Als am 24. April 1852 Großherzog Leopold starb, folgte ihm sein Sohn Friedrich, zunächst als Regent für den regierungsunfähigen Bruder Ludwig, seit 5. September 1856 als Großherzog. Langjährige Streitigkeiten mit der katholischen Kirche wurden 1861 unter dem liberalen Ministerium Stabel durch Vereinbarung mit dem Erzbischof von Freiburg beendet. Daran reihte sich eine Umgestaltung der Organisation des Landes in freiheitlichem Sinn (Gewerbefreiheit, Selbstverwaltung etc.).

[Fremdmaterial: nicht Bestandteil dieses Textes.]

use super::super::RoundingMode;

#[inline(always)]
fn decode(rc: u32) -> RoundingMode {
    match rc & 3 {
        0 => RoundingMode::Nearest,
        1 => RoundingMode::Down,
        2 => RoundingMode::Up,
        _ => RoundingMode::TowardZero,
    }
}

/// Rounding control of MXCSR (bits 13-14), which governs SSE2 double arithmetic.
#[cfg(target_arch = "x86_64")]
#[inline(always)]
pub(crate) fn rounding_mode() -> RoundingMode {
    let mut csr: u32 = 0;
    // Safety: stmxcsr stores four bytes into `csr` and touches nothing else.
    unsafe {
        core::arch::asm!(
            "stmxcsr [{ptr}]",
            ptr = in(reg) core::ptr::addr_of_mut!(csr),
            options(nostack, preserves_flags)
        );
    }
    decode(csr >> 13)
}

/// Rounding control of the x87 control word (bits 10-11); 32-bit x86 doubles
/// may be computed on the x87 stack.
#[cfg(target_arch = "x86")]
#[inline(always)]
pub(crate) fn rounding_mode() -> RoundingMode {
    let mut cw: u16 = 0;
    // Safety: fnstcw stores two bytes into `cw` and touches nothing else.
    unsafe {
        core::arch::asm!(
            "fnstcw [{ptr}]",
            ptr = in(reg) core::ptr::addr_of_mut!(cw),
            options(nostack, preserves_flags)
        );
    }
    decode(u32::from(cw) >> 10)
}
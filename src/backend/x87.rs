//! `fsin`, `fcos` and `fptan` on the x87 stack.
//!
//! The instructions reduce their operand internally against a 66-bit π and
//! leave it untouched (C2 set) at `|x| >= 2^63`; those arguments and
//! non-finite ones go to the library.

use core::arch::asm;

use super::{Backend, Library, TrigBackend};

/// 2^63.
const X87_LIMIT: f64 = f64::from_bits(0x43e0_0000_0000_0000);

#[derive(Debug, Clone, Copy, Default)]
pub struct NativeFpu;

#[inline(always)]
fn in_range(x: f64) -> bool {
    x.abs() < X87_LIMIT
}

macro_rules! x87_unary {
    ($name:ident, $($insn:literal),+) => {
        #[inline]
        fn $name(x: f64) -> f64 {
            let mut v = x;
            // Safety: loads `v`, runs the instruction sequence and stores the
            // result back through the same pointer. The sequence leaves the
            // register stack as it found it; every x87 register is clobbered.
            unsafe {
                asm!(
                    "fld qword ptr [{p}]",
                    $($insn,)+
                    "fstp qword ptr [{p}]",
                    p = in(reg) core::ptr::addr_of_mut!(v),
                    out("st(0)") _, out("st(1)") _, out("st(2)") _, out("st(3)") _,
                    out("st(4)") _, out("st(5)") _, out("st(6)") _, out("st(7)") _,
                    options(nostack),
                );
            }
            v
        }
    };
}

x87_unary!(fsin, "fsin");
x87_unary!(fcos, "fcos");
// fptan pushes 1.0 above the tangent
x87_unary!(fptan, "fptan", "fstp st(0)");

impl TrigBackend for NativeFpu {
    const NAME: &'static str = "x87";

    fn sin(x: f64) -> f64 {
        if in_range(x) { fsin(x) } else { Library::sin(x) }
    }
    fn cos(x: f64) -> f64 {
        if in_range(x) { fcos(x) } else { Library::cos(x) }
    }
    fn tan(x: f64) -> f64 {
        if in_range(x) { fptan(x) } else { Library::tan(x) }
    }
}

impl Backend for NativeFpu {
    #[inline]
    fn pow(x: f64, y: f64) -> f64 {
        Library::pow(x, y)
    }
    #[inline]
    fn exp(x: f64) -> f64 {
        Library::exp(x)
    }
    #[inline]
    fn ln(x: f64) -> f64 {
        Library::ln(x)
    }
    #[inline]
    fn atan(x: f64) -> f64 {
        Library::atan(x)
    }
}

#[cfg(test)]
mod tests {
    use super::*;

    #[test]
    fn test_signed_zero_and_specials() {
        assert_eq!(NativeFpu::sin(-0.0).to_bits(), (-0.0f64).to_bits());
        assert!(NativeFpu::sin(f64::INFINITY).is_nan());
        assert!(NativeFpu::cos(f64::NEG_INFINITY).is_nan());
        assert!(NativeFpu::tan(f64::NAN).is_nan());
    }

    #[test]
    fn test_huge_arguments_use_library() {
        for &x in &[1e19, -1e22, f64::MAX] {
            assert_eq!(NativeFpu::sin(x), x.sin());
            assert_eq!(NativeFpu::cos(x), x.cos());
            assert_eq!(NativeFpu::tan(x), x.tan());
        }
    }

    #[test]
    fn test_close_to_library_in_range() {
        let mut x = -100.0;
        while x < 100.0 {
            assert!((NativeFpu::sin(x) - x.sin()).abs() <= 4.0 * f64::EPSILON, "sin({x})");
            assert!((NativeFpu::cos(x) - x.cos()).abs() <= 4.0 * f64::EPSILON, "cos({x})");
            x += 0.173;
        }
        assert!((NativeFpu::tan(0.5) - 0.5f64.tan()).abs() <= 4.0 * f64::EPSILON);
    }
}
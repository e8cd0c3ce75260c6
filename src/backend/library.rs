use super::{Backend, TrigBackend};

/// The platform math library.
#[derive(Debug, Clone, Copy, Default)]
pub struct Library;

impl TrigBackend for Library {
    const NAME: &'static str = "library";

    #[inline]
    fn sin(x: f64) -> f64 {
        x.sin()
    }
    #[inline]
    fn cos(x: f64) -> f64 {
        x.cos()
    }
    #[inline]
    fn tan(x: f64) -> f64 {
        x.tan()
    }
}

impl Backend for Library {
    #[inline]
    fn pow(x: f64, y: f64) -> f64 {
        x.powf(y)
    }
    #[inline]
    fn exp(x: f64) -> f64 {
        x.exp()
    }
    #[inline]
    fn ln(x: f64) -> f64 {
        x.ln()
    }
    #[inline]
    fn atan(x: f64) -> f64 {
        x.atan()
    }
}
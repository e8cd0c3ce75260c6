//! The built shared library, loaded and resolved by name the way a host does.

use std::ffi::CStr;
use std::path::PathBuf;

use libloading::{Library, Symbol, library_filename};
use native_operators::extension::{CompilerFlags, ExtensionInfo};
use native_operators::{Active, Backend, TrigBackend};

type Constant = unsafe extern "C" fn() -> f64;
type Unary = unsafe extern "C" fn(f64) -> f64;
type Binary = unsafe extern "C" fn(f64, f64) -> f64;
type Info = unsafe extern "C" fn() -> ExtensionInfo;

const CONSTANTS: [&str; 2] = ["constant_e", "constant_pi"];

const UNARY: [&str; 17] = [
    "operator_abs",
    "operator_sqrt",
    "operator_exp",
    "operator_ln",
    "operator_log",
    "operator_sin",
    "operator_cos",
    "operator_tan",
    "operator_asin",
    "operator_acos",
    "operator_atan",
    "operator_sinh",
    "operator_cosh",
    "operator_tanh",
    "operator_round",
    "operator_floor",
    "operator_ceil",
];

const BINARY: [&str; 6] = [
    "operator_add",
    "operator_subtract",
    "operator_multiply",
    "operator_divide",
    "operator_pow",
    "operator_remainder",
];

/// `NATIVE_OPERATORS_CDYLIB`, else the cdylib cargo builds next to this test
/// binary (`target/<profile>/deps`) or one level up.
fn cdylib_path() -> PathBuf {
    if let Some(p) = std::env::var_os("NATIVE_OPERATORS_CDYLIB") {
        return PathBuf::from(p);
    }
    let exe = std::env::current_exe().expect("test binary path");
    let deps = exe.parent().expect("test binary directory");
    let name = library_filename("native_operators");
    [Some(deps), deps.parent()]
        .into_iter()
        .flatten()
        .map(|dir| dir.join(&name))
        .find(|p| p.is_file())
        .unwrap_or_else(|| panic!("{name:?} not found next to {}", exe.display()))
}

fn load() -> Library {
    let path = cdylib_path();
    // Safety: the library has no initialisers beyond the Rust runtime's.
    unsafe { Library::new(&path) }.unwrap_or_else(|e| panic!("load {}: {e}", path.display()))
}

fn resolve<'lib, T>(lib: &'lib Library, name: &str) -> Symbol<'lib, T> {
    // Safety: every caller names the symbol with its exported signature.
    unsafe { lib.get(name.as_bytes()) }.unwrap_or_else(|e| panic!("resolve {name}: {e}"))
}

#[test]
fn every_export_resolves() {
    let lib = load();
    let mut missing = Vec::new();
    let names = CONSTANTS
        .iter()
        .chain(&UNARY)
        .chain(&BINARY)
        .chain(&["get_extension_info"]);
    for name in names {
        // Safety: only the address is looked at.
        if unsafe { lib.get::<*const ()>(name.as_bytes()) }.is_err() {
            missing.push(*name);
        }
    }
    assert!(missing.is_empty(), "missing exports: {missing:?}");
    assert_eq!(CONSTANTS.len() + UNARY.len() + BINARY.len() + 1, 26);
}

#[test]
fn loaded_operators_match_active_backend() {
    let lib = load();
    let e: Symbol<Constant> = resolve(&lib, "constant_e");
    let pi: Symbol<Constant> = resolve(&lib, "constant_pi");
    // Safety: the symbols have the declared signatures.
    unsafe {
        assert_eq!(e(), std::f64::consts::E);
        assert_eq!(pi(), std::f64::consts::PI);
    }

    let unary: [(&str, fn(f64) -> f64); 7] = [
        ("operator_sin", Active::sin),
        ("operator_cos", Active::cos),
        ("operator_tan", Active::tan),
        ("operator_atan", Active::atan),
        ("operator_exp", Active::exp),
        ("operator_ln", Active::ln),
        ("operator_sqrt", f64::sqrt),
    ];
    for (name, expected) in unary {
        let f: Symbol<Unary> = resolve(&lib, name);
        for &x in &[-3.5f64, -0.1, 0.0, 0.7, 1.0, 2.5, 42.0, 1e10] {
            let arg = if matches!(name, "operator_ln" | "operator_sqrt") { x.abs() } else { x };
            // Safety: `f` has the declared signature.
            let got = unsafe { f(arg) };
            assert_eq!(got.to_bits(), expected(arg).to_bits(), "{name}({arg})");
        }
    }

    let pow: Symbol<Binary> = resolve(&lib, "operator_pow");
    let add: Symbol<Binary> = resolve(&lib, "operator_add");
    let rem: Symbol<Binary> = resolve(&lib, "operator_remainder");
    // Safety: the symbols have the declared signatures.
    unsafe {
        assert_eq!(pow(2.5, 1.5).to_bits(), Active::pow(2.5, 1.5).to_bits());
        assert_eq!(pow(0.3, -7.25).to_bits(), Active::pow(0.3, -7.25).to_bits());
        assert_eq!(add(0.1, 0.2), 0.1 + 0.2);
        assert_eq!(rem(-7.5, 2.0), -1.5);
        assert!(pow(f64::NAN, 2.0).is_nan());
    }

    let round: Symbol<Unary> = resolve(&lib, "operator_round");
    // Safety: `round` has the declared signature.
    unsafe {
        assert_eq!(round(2.5), 3.0);
        assert_eq!(round(-2.5), -3.0);
    }
}

#[test]
fn loaded_extension_info() {
    let lib = load();
    let get_info: Symbol<Info> = resolve(&lib, "get_extension_info");
    // Safety: `get_info` has the declared signature.
    let info = unsafe { get_info() };
    // Safety: the name is a static C string inside the still-loaded library.
    let name = unsafe { CStr::from_ptr(info.library_name) };
    assert_eq!(name, c"rustc");
    assert!(CompilerFlags::from_bits(info.flags).is_some());
    let here = native_operators::extension::get_extension_info();
    assert_eq!(
        (info.version_major, info.version_minor, info.version_build, info.flags),
        (here.version_major, here.version_minor, here.version_build, here.flags)
    );
}
//! Correctly rounded elementary functions and the helpers they share.
//!
//! Every function runs the same three phases. The bit classifier settles
//! zeros, NaNs, infinities and tiny arguments from the raw pattern. Under
//! round-to-nearest a double-double approximation with an explicit relative
//! error bound is offered to the tie detector. Whatever it cannot certify goes
//! to the fixed-point refiner, which raises the working precision until the
//! rounding of the exact result is decided in the caller's rounding mode.

#![allow(clippy::excessive_precision)]
#![allow(clippy::unusual_byte_groupings)]

mod arch;
mod atan;
pub(crate) mod classify;
pub(crate) mod dd;
mod exp;
mod log;
pub(crate) mod mp;
mod pow;
pub mod refine;
pub mod rounding;
pub(crate) mod tie;
mod trig;

pub use atan::{atan, atan_with};
pub use exp::{exp, exp_with};
pub use log::{ln, ln_with};
pub use pow::{pow, pow_with};
pub use refine::{Exhaustion, RefineError, Refiner};
pub use rounding::RoundingMode;
pub use trig::{cos, cos_with, sin, sin_with, tan, tan_with};

pub(crate) const PIO2_HI: f64 = f64::from_bits(0x3ff9_21fb_5444_2d18);
pub(crate) const PIO2_LO: f64 = f64::from_bits(0x3c91_a626_3314_5c07);

const SIGN_MASK: u64 = 0x8000_0000_0000_0000;
const MANT_MASK: u64 = 0x000f_ffff_ffff_ffff;
const IMPLICIT_BIT: u64 = 0x0010_0000_0000_0000;
const QUIET_BIT: u64 = 0x0008_0000_0000_0000;

// ========= bit helpers =========

#[inline(always)]
pub(crate) fn hi_word(x: f64) -> u32 {
    (x.to_bits() >> 32) as u32
}
#[inline(always)]
pub(crate) fn lo_word(x: f64) -> u32 {
    (x.to_bits() & 0xffff_ffffu64) as u32
}

/// `|x|` as the unsigned `hi:lo` pattern, ordered like the magnitude.
#[inline(always)]
pub(crate) fn magnitude_bits(x: f64) -> u64 {
    x.to_bits() & !SIGN_MASK
}

/// NaN result for a NaN argument: same payload and sign, quiet bit set.
#[inline(always)]
pub(crate) fn quiet_nan(x: f64) -> f64 {
    f64::from_bits(x.to_bits() | QUIET_BIT)
}

/// Splits a finite `x` into `(negative, m, e)` with `|x| = m · 2^e` exactly.
#[inline]
pub(crate) fn split(x: f64) -> (bool, u64, i64) {
    let u = x.to_bits();
    let neg = u & SIGN_MASK != 0;
    let biased = ((u >> 52) & 0x7ff) as i64;
    let frac = u & MANT_MASK;
    if biased == 0 {
        (neg, frac, -1074)
    } else {
        (neg, frac | IMPLICIT_BIT, biased - 1075)
    }
}

/// Whether a finite `y` is an integer, and whether that integer is odd.
pub(crate) fn classify_integer(y: f64) -> (bool, bool) {
    let (_, m, e) = split(y);
    if m == 0 {
        return (true, false);
    }
    if e >= 1 {
        return (true, false);
    }
    if e == 0 {
        return (true, m & 1 == 1);
    }
    if e < -52 {
        return (false, false);
    }
    let shift = (-e) as u32;
    if m & ((1u64 << shift) - 1) != 0 {
        return (false, false);
    }
    (true, (m >> shift) & 1 == 1)
}

#[cfg(test)]
mod tests {
    use super::*;

    #[test]
    fn test_words() {
        let x = f64::from_bits(0x3e4d_12ed_0af1_a27f);
        assert_eq!(hi_word(x), 0x3e4d_12ed);
        assert_eq!(lo_word(x), 0x0af1_a27f);
        assert_eq!(magnitude_bits(-x), x.to_bits());
    }

    #[test]
    fn test_split() {
        for &x in &[1.0, -1.5, 0.1, 1e300, f64::MIN_POSITIVE, f64::from_bits(3), -0.0] {
            let (neg, m, e) = split(x);
            assert_eq!(neg, x.is_sign_negative());
            assert!(m < (1 << 53));
            let back = if m < IMPLICIT_BIT {
                f64::from_bits(m)
            } else {
                f64::from_bits((((e + 1075) as u64) << 52) | (m & MANT_MASK))
            };
            assert_eq!(back.to_bits(), x.abs().to_bits(), "split({x:e})");
        }
    }

    #[test]
    fn test_classify_integer() {
        assert_eq!(classify_integer(0.0), (true, false));
        assert_eq!(classify_integer(3.0), (true, true));
        assert_eq!(classify_integer(-4.0), (true, false));
        assert_eq!(classify_integer(0.5), (false, false));
        assert_eq!(classify_integer(2f64.powi(53) + 2.0), (true, false));
        assert_eq!(classify_integer(2f64.powi(52) + 1.0), (true, true));
        assert_eq!(classify_integer(1e-300), (false, false));
    }

    #[test]
    fn test_quiet_nan() {
        let snan = f64::from_bits(0x7ff0_0000_0000_0001);
        let q = quiet_nan(snan);
        assert!(q.is_nan());
        assert_eq!(q.to_bits(), 0x7ff8_0000_0000_0001);
        assert_eq!(quiet_nan(-f64::NAN).to_bits() >> 63, 1);
    }
}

Der Minister des Äußeren Freiherr von Roggenbach suchte enge Anlehnung an Preußen, musste aber sein Amtsbereich am 19. Oktober 1865 an Ludwig von Edelsheim abtreten. Baden stand im Deutschen Krieg von 1866 auf der Seite Österreichs. Im 8. Bundeskorps kämpfte die badische Division erfolglos bei Hundheim (23. Juli) und Werbach (24. Juli) und schied noch während des Krieges aus dem Deutschen Bund aus. Baden musste infolge des Friedensschlusses vom 17. August 1866 6 Millionen Gulden Kriegskosten an Preußen zahlen und schloss eine Militärkonvention mit Preußen ab. Mathy (bis 1868), Jolly (bis 1876), Freydorf (bis 1876) und der preußische General von Beyer bildeten ein neues liberales Ministerium. Im Jahr 1869 wurde die Zivilehe eingeführt. Am Deutsch-Französischen Krieg 1870/71 nahmen die badischen Truppen unter General von Werder teil und zeichneten sich besonders bei Ruits und Belfort aus. Am 15. November 1870 schloss Baden in Versailles einen Verfassungsvertrag mit dem Norddeutschen Bund und am 25. November mit Preußen eine Militärkonvention ab. Wirtschaftlich erlebte Baden nach dem Frieden einen enormen Aufschwung. 1884 wurde die Einführung einer allgemeinen Einkommenssteuer beschlossen. 1904 wurde das allgemeine direkte Wahlrecht für die Zweite Kammer, 1909 nach dem Proportionalwahlsystem, eingeführt. Nach dem Tode des Großherzogs Friedrich (28. September 1907) übernahm dessen Sohn als Friedrich II. die Regierung. Am 22. November 1918 verzichtete er, infolge der Novemberrevolution in Deutschland, als letzter badischer Großherzog auf dem Thron.